EXERCISE DETAILS: From the entries provided below, copy each line that contains the word "executor".

[Stored items]

+++

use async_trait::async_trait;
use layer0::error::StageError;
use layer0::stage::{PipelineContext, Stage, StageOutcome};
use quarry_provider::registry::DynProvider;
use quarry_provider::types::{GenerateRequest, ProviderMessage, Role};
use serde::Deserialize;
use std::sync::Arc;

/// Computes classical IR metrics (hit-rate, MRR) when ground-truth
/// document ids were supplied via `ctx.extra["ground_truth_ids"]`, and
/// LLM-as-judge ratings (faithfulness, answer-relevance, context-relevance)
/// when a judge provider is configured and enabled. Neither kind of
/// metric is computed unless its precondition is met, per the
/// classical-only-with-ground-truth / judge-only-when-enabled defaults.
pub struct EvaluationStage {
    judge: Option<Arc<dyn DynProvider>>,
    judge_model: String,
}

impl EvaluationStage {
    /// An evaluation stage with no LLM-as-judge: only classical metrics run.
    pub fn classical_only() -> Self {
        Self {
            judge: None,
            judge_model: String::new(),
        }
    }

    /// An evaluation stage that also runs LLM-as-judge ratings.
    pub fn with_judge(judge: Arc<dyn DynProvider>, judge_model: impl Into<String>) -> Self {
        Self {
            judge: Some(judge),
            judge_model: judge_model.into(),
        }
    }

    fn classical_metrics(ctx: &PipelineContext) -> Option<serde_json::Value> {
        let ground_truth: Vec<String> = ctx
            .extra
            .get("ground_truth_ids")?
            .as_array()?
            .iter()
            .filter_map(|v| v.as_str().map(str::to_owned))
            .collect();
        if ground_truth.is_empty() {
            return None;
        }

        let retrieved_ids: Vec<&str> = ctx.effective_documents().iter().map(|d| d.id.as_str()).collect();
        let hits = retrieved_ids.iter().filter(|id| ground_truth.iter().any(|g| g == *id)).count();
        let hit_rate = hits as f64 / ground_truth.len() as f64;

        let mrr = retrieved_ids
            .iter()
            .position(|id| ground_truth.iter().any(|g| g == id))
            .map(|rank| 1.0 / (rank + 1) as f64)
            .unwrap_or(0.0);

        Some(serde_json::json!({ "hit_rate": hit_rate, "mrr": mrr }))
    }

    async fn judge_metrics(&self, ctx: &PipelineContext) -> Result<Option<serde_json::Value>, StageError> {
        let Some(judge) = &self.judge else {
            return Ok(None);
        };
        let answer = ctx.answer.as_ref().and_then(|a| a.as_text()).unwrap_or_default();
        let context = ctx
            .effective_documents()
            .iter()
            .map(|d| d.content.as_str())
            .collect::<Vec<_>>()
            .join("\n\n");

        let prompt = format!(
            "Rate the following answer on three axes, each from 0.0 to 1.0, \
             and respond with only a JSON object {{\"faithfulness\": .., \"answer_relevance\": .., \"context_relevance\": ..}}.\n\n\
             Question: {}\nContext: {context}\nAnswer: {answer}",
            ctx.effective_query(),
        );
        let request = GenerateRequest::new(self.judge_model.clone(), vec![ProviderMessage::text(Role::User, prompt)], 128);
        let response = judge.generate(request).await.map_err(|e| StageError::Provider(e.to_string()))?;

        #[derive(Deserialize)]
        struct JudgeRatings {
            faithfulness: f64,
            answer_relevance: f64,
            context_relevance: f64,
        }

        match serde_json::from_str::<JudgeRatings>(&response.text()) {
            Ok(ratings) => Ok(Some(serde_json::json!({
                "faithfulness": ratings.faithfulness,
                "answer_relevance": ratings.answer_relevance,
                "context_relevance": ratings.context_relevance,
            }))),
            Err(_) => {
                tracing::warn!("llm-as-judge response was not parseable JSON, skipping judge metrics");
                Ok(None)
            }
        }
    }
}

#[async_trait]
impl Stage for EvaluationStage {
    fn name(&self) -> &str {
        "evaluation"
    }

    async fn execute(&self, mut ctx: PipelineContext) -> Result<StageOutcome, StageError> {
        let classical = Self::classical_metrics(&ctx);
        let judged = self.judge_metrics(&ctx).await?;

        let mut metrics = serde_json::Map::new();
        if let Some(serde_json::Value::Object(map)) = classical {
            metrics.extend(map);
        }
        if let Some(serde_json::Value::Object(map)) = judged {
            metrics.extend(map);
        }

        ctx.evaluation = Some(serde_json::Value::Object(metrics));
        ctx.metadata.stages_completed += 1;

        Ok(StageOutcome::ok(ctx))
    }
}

+++

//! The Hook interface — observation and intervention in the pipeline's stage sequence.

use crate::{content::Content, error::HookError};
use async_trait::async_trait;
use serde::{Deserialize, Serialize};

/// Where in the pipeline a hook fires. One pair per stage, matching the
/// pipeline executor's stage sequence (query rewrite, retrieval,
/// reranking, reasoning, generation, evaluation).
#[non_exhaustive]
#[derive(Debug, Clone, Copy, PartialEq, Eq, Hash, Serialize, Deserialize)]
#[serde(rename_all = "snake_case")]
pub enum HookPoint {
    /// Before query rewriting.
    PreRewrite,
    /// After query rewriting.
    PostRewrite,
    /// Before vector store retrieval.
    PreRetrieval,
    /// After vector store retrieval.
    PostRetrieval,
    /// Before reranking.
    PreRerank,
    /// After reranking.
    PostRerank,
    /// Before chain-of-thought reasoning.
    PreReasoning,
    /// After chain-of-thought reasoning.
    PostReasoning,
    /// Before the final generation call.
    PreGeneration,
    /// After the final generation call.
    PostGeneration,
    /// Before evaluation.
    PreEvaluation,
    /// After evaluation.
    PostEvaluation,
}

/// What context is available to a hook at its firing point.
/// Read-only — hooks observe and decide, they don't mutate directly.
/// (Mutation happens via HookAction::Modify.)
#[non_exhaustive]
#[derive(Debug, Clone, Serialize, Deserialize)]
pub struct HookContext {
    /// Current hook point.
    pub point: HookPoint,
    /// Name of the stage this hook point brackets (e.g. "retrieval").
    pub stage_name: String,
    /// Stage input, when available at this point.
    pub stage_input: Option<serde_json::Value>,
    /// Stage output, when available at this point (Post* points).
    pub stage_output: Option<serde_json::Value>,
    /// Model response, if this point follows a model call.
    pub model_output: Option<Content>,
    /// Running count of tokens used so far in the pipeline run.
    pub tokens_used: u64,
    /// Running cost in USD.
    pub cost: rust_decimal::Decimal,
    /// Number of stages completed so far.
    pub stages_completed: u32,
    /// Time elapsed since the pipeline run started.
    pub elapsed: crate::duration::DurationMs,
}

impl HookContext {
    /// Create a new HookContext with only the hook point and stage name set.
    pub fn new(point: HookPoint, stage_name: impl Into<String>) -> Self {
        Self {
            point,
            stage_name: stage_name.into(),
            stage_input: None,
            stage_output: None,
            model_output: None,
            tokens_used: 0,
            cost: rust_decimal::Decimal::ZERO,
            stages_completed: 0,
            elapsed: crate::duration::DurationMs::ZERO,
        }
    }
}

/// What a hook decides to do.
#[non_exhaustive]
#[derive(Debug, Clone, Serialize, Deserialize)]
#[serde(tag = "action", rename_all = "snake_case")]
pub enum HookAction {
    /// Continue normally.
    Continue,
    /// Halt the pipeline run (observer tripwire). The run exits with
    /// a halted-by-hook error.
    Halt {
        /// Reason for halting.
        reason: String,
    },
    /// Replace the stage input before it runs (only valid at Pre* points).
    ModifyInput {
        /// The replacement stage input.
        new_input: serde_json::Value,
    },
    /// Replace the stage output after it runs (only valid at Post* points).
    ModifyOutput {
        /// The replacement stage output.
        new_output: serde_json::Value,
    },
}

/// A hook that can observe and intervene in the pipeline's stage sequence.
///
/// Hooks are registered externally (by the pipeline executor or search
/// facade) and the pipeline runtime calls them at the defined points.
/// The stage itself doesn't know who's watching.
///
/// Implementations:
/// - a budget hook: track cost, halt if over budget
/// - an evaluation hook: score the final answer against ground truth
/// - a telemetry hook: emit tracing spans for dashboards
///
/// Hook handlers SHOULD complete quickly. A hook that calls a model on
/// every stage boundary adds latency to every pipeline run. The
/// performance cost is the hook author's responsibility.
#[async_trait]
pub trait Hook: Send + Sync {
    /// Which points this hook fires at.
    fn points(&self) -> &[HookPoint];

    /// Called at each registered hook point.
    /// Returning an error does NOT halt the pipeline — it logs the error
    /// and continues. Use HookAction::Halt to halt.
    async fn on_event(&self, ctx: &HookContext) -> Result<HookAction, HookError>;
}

+++

RESULT OF THE EXERCISE:
/// pipeline executor's stage sequence (query rewrite, retrieval,
/// Hooks are registered externally (by the pipeline executor or search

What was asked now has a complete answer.